[TASK PROMPT]: Among the entries below, find every line that has "VacationRequestResponse" and pull it out.

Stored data
# # # # #

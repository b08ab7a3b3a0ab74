use axum::{
    extract::{Path, State},
    http::StatusCode,
    Json,
};
use chrono::{DateTime, NaiveDate, Utc};
use serde::{Deserialize, Serialize};
use uuid::Uuid;

use super::to_iso;
use crate::auth::AuthenticatedUser;
use crate::error::{AppError, AppResult};
use crate::models::VacationRequest;
use crate::state::AppState;
use crate::utils::json::JsonBody;
use crate::workflows::availability::{self, Availability};
use crate::workflows::vacation::{self, VacationDecision, VacationScope, VacationSubmission};

#[derive(Deserialize)]
#[serde(rename_all = "camelCase", deny_unknown_fields)]
pub struct CheckAvailabilityRequest {
    pub employee_id: Uuid,
    pub start_time: DateTime<Utc>,
    pub end_time: DateTime<Utc>,
}

#[derive(Deserialize)]
#[serde(rename_all = "camelCase", deny_unknown_fields)]
pub struct SubmitVacationRequest {
    pub start_date: NaiveDate,
    pub end_date: NaiveDate,
    pub leave_reason: Option<String>,
}

#[derive(Deserialize)]
#[serde(rename_all = "camelCase", deny_unknown_fields)]
pub struct DecideVacationRequest {
    pub status: VacationDecision,
}

#[derive(Serialize)]
#[serde(rename_all = "camelCase")]
pub struct VacationRequestResponse {
    pub id: Uuid,
    pub employee_id: Uuid,
    pub start_date: NaiveDate,
    pub end_date: NaiveDate,
    pub days: i32,
    pub reason: Option<String>,
    pub status: String,
    pub decided_at: Option<String>,
    pub created_at: String,
}

impl From<VacationRequest> for VacationRequestResponse {
    fn from(request: VacationRequest) -> Self {
        Self {
            id: request.id,
            employee_id: request.employee_id,
            start_date: request.start_date,
            end_date: request.end_date,
            days: request.days,
            reason: request.reason,
            status: request.status,
            decided_at: request.decided_at.map(to_iso),
            created_at: to_iso(request.created_at),
        }
    }
}

pub async fn check_availability(
    State(state): State<AppState>,
    user: AuthenticatedUser,
    JsonBody(payload): JsonBody<CheckAvailabilityRequest>,
) -> AppResult<Json<Availability>> {
    let mut conn = state.db()?;

    let result = availability::check_availability(
        &mut conn,
        user.tenant_id,
        payload.employee_id,
        payload.start_time.naive_utc(),
        payload.end_time.naive_utc(),
        None,
    )?;
    Ok(Json(result))
}

pub async fn submit_vacation_request(
    State(state): State<AppState>,
    user: AuthenticatedUser,
    JsonBody(payload): JsonBody<SubmitVacationRequest>,
) -> AppResult<(StatusCode, Json<VacationRequestResponse>)> {
    let mut conn = state.db()?;

    let employee = vacation::employee_for_user(&mut conn, user.tenant_id, user.user_id)?
        .ok_or_else(|| AppError::new(StatusCode::NOT_FOUND, "employee not found"))?;

    let created = vacation::submit_vacation_request(
        &mut conn,
        user.tenant_id,
        employee.id,
        VacationSubmission {
            start_date: payload.start_date,
            end_date: payload.end_date,
            reason: payload.leave_reason,
        },
        state.config.default_vacation_days,
    )?;
    Ok((StatusCode::CREATED, Json(created.into())))
}

pub async fn list_vacation_requests(
    State(state): State<AppState>,
    user: AuthenticatedUser,
) -> AppResult<Json<Vec<VacationRequestResponse>>> {
    let mut conn = state.db()?;

    let scope = if user.is_admin() {
        VacationScope::Tenant
    } else {
        match vacation::employee_for_user(&mut conn, user.tenant_id, user.user_id)? {
            Some(employee) => VacationScope::Employee(employee.id),
            None => return Ok(Json(Vec::new())),
        }
    };

    let requests = vacation::list_vacation_requests(&mut conn, user.tenant_id, scope)?;
    Ok(Json(
        requests
            .into_iter()
            .map(VacationRequestResponse::from)
            .collect(),
    ))
}

pub async fn decide_vacation_request(
    State(state): State<AppState>,
    user: AuthenticatedUser,
    Path(request_id): Path<Uuid>,
    JsonBody(payload): JsonBody<DecideVacationRequest>,
) -> AppResult<Json<VacationRequestResponse>> {
    user.require_admin()?;
    let mut conn = state.db()?;

    let decided = vacation::decide_vacation_request(
        &mut conn,
        user.tenant_id,
        request_id,
        payload.status,
        user.user_id,
        state.config.default_vacation_days,
    )?;
    Ok(Json(decided.into()))
}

# # # # #

[RESPONSE AREA]:
pub struct VacationRequestResponse {
impl From<VacationRequest> for VacationRequestResponse {
) -> AppResult<(StatusCode, Json<VacationRequestResponse>)> {
) -> AppResult<Json<Vec<VacationRequestResponse>>> {
            .map(VacationRequestResponse::from)
) -> AppResult<Json<VacationRequestResponse>> {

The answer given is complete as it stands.